En el siglo XXI debería
humanizarse mucho más el derecho penal, que ya de por sí se ha humanizado
demasiado desde hace dos siglos y más; pero ahora el reto no es humanizar sino
hacer práctico el derecho penal, hacerlo más pragmático; más útil a los
requerimientos de la nueva sociedad y de la nueva humanidad que está emergiendo
en el horizonte. Cumplir con el objetivo de resocializar al delincuente, y de
hacer de los centros carcelarios lugares donde haya dignidad humana y donde el
prisionero si ha cumplido con la pena tenga una perspectiva hacia futuro de ser
un componente útil a la comunidad que ha ofendido. Una especie de transmutación
de personalidades es lo que debería haber en las cárceles, pero eso no se puede
hacer si están demasiado sobrepobladas.
Los castigos sociales a
veces son más eficaces y más baratos que la reclusión carcelaria. Las listas
públicas de delincuentes con sentencia en firme; la publicación de las fotografías
de los criminales son más disuasivas – a veces- que encerrar a una persona en
una celda por uno, dos, tres o cinco años.

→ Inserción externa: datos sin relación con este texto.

//! Event bus for feed operations
//!
//! Services emit an event after every successful write and every served
//! feed page. Nothing in the write path depends on a listener being present.

use std::sync::Arc;
use tokio::sync::broadcast;
use tracing::{debug, info, trace};

/// Events emitted by services
#[derive(Debug, Clone)]
pub enum FeedEvent {
    ItemCreated {
        id: i64,
        owner_id: i64,
        title: String,
    },
    ItemUpdated {
        id: i64,
    },
    ItemDeleted {
        id: i64,
    },
    InteractionRecorded {
        user_id: i64,
        item_id: i64,
        interaction_type: String,
    },
    CommentAdded {
        id: i64,
        item_id: i64,
        user_id: i64,
    },
    UserFollowed {
        follower_id: i64,
        followee_id: i64,
    },
    UserUnfollowed {
        follower_id: i64,
        followee_id: i64,
    },
    FeedServed {
        user_id: Option<i64>,
        count: usize,
        cache_hit: bool,
    },
}

/// Trait for event listeners
pub trait EventListener: Send + Sync {
    fn on_event(&self, event: &FeedEvent);
}

/// Broadcast bus for feed events
pub struct EventBus {
    sender: broadcast::Sender<FeedEvent>,
}

impl EventBus {
    pub fn new() -> Self {
        Self::with_capacity(1024)
    }

    pub fn with_capacity(capacity: usize) -> Self {
        let (sender, _) = broadcast::channel(capacity);
        Self { sender }
    }

    /// Emit an event to all subscribers
    pub fn emit(&self, event: FeedEvent) {
        trace!(event = ?event, "Emitting feed event");
        // No subscribers is fine
        let _ = self.sender.send(event);
    }

    pub fn subscribe(&self) -> broadcast::Receiver<FeedEvent> {
        self.sender.subscribe()
    }

    pub fn subscriber_count(&self) -> usize {
        self.sender.receiver_count()
    }
}

impl Default for EventBus {
    fn default() -> Self {
        Self::new()
    }
}

/// Audit trail listener
pub struct LoggingEventListener;

impl EventListener for LoggingEventListener {
    fn on_event(&self, event: &FeedEvent) {
        match event {
            FeedEvent::ItemCreated { id, owner_id, title } => {
                info!(id = id, owner_id = owner_id, title = %title, "Item created");
            }
            FeedEvent::ItemDeleted { id } => {
                info!(id = id, "Item deleted");
            }
            FeedEvent::InteractionRecorded { user_id, item_id, interaction_type } => {
                debug!(
                    user_id = user_id,
                    item_id = item_id,
                    interaction_type = %interaction_type,
                    "Interaction recorded"
                );
            }
            FeedEvent::UserFollowed { follower_id, followee_id } => {
                debug!(follower = follower_id, followee = followee_id, "User followed");
            }
            FeedEvent::FeedServed { user_id, count, cache_hit } => {
                debug!(user_id = ?user_id, count = count, cache_hit = cache_hit, "Feed served");
            }
            _ => {
                trace!(event = ?event, "Feed event");
            }
        }
    }
}

/// Spawn a background task that logs all events
pub fn spawn_logging_listener(event_bus: Arc<EventBus>) -> tokio::task::JoinHandle<()> {
    let mut receiver = event_bus.subscribe();
    let listener = LoggingEventListener;

    tokio::spawn(async move {
        loop {
            match receiver.recv().await {
                Ok(event) => listener.on_event(&event),
                Err(broadcast::error::RecvError::Lagged(n)) => {
                    debug!(skipped = n, "Event listener lagged, skipped events");
                }
                Err(broadcast::error::RecvError::Closed) => {
                    debug!("Event bus closed, stopping listener");
                    break;
                }
            }
        }
    })
}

La cárcel debe quedar para
la gente más peligrosa, para quienes realmente sean un factor maligno absoluto.
Los homicidas, los terroristas, los violadores, los secuestradores, los que
atacan con ácido a otra persona, los reincidentes; esa gente sí debe estar
encerrada para que reflexione, para que piense en lo que ha hecho, y para que
sean analizados con más calma por las autoridades sanitarias de las prisiones:
psicólogos, trabajadores sociales, médicos, etc.

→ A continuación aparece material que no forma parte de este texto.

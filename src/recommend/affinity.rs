//! Per-user tag affinity
//!
//! Each tag's affinity is the number of positive interactions whose item
//! carries the tag, divided by the user's total positive interactions.

use std::collections::HashMap;

use diesel::prelude::*;
use tracing::debug;

use crate::db::diesel_schema::interactions;
use crate::db::items::get_tags_for_items;
use crate::db::InteractionType;
use crate::error::FeedError;

/// Tag → affinity in [0, 1]
#[derive(Debug, Clone, Default, PartialEq)]
pub struct AffinityVector {
    weights: HashMap<String, f64>,
    positive_count: usize,
}

impl AffinityVector {
    /// Neutral vector for anonymous or cold-start users
    pub fn empty() -> Self {
        Self::default()
    }

    /// Build from per-interaction tag lists (one entry per positive interaction)
    pub fn from_positive_tags<'a, I, T>(positives: I) -> Self
    where
        I: IntoIterator<Item = T>,
        T: IntoIterator<Item = &'a str>,
    {
        let mut counts: HashMap<String, usize> = HashMap::new();
        let mut positive_count = 0usize;

        for tags in positives {
            positive_count += 1;
            for tag in tags {
                *counts.entry(tag.to_string()).or_default() += 1;
            }
        }

        if positive_count == 0 {
            return Self::empty();
        }

        let weights = counts
            .into_iter()
            .map(|(tag, n)| (tag, n as f64 / positive_count as f64))
            .collect();

        Self { weights, positive_count }
    }

    pub fn get(&self, tag: &str) -> f64 {
        self.weights.get(tag).copied().unwrap_or(0.0)
    }

    pub fn is_empty(&self) -> bool {
        self.weights.is_empty()
    }

    pub fn len(&self) -> usize {
        self.weights.len()
    }

    pub fn positive_count(&self) -> usize {
        self.positive_count
    }
}

/// Derive the affinity vector from a user's interaction history
pub fn build_affinity(conn: &mut SqliteConnection, user_id: i64) -> Result<AffinityVector, FeedError> {
    let positive: Vec<&str> = InteractionType::ALL
        .iter()
        .filter(|t| t.is_positive())
        .map(|t| t.as_str())
        .collect();

    // One row per positive interaction; like + super_like on one item count twice
    let item_ids: Vec<i64> = interactions::table
        .filter(interactions::user_id.eq(user_id))
        .filter(interactions::interaction_type.eq_any(positive))
        .select(interactions::item_id)
        .load(conn)?;

    if item_ids.is_empty() {
        debug!(user_id = user_id, "No positive interactions, neutral affinity");
        return Ok(AffinityVector::empty());
    }

    let mut distinct = item_ids.clone();
    distinct.sort_unstable();
    distinct.dedup();
    let tags = get_tags_for_items(conn, &distinct)?;

    let affinity = AffinityVector::from_positive_tags(item_ids.iter().map(|id| {
        tags.get(id)
            .map(|t| t.iter().map(|tag| tag.name.as_str()).collect::<Vec<_>>())
            .unwrap_or_default()
    }));

    debug!(
        user_id = user_id,
        positives = affinity.positive_count(),
        tags = affinity.len(),
        "Built tag affinity"
    );
    Ok(affinity)
}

El Estado no puede seguir violando los derechos humanos de los prisioneros por falta de dinero; es por esto que desocupar esos centros de detención es necesario para ocuparlos con verdaderos criminales; crear otras penas más eficaces y más disuasivas como las multas, las sanciones sociales, el trabajo comunitario y cívico, y los castigos que tengan como finalidad transmutar, reconvertir, y reeducar al delincuente. El derecho penal debe dejar esa traza histórica de la ley del Talión (“ojo por ojo, diente por diente”) y empezar a ser más realista, menos vengativo y más pragmático.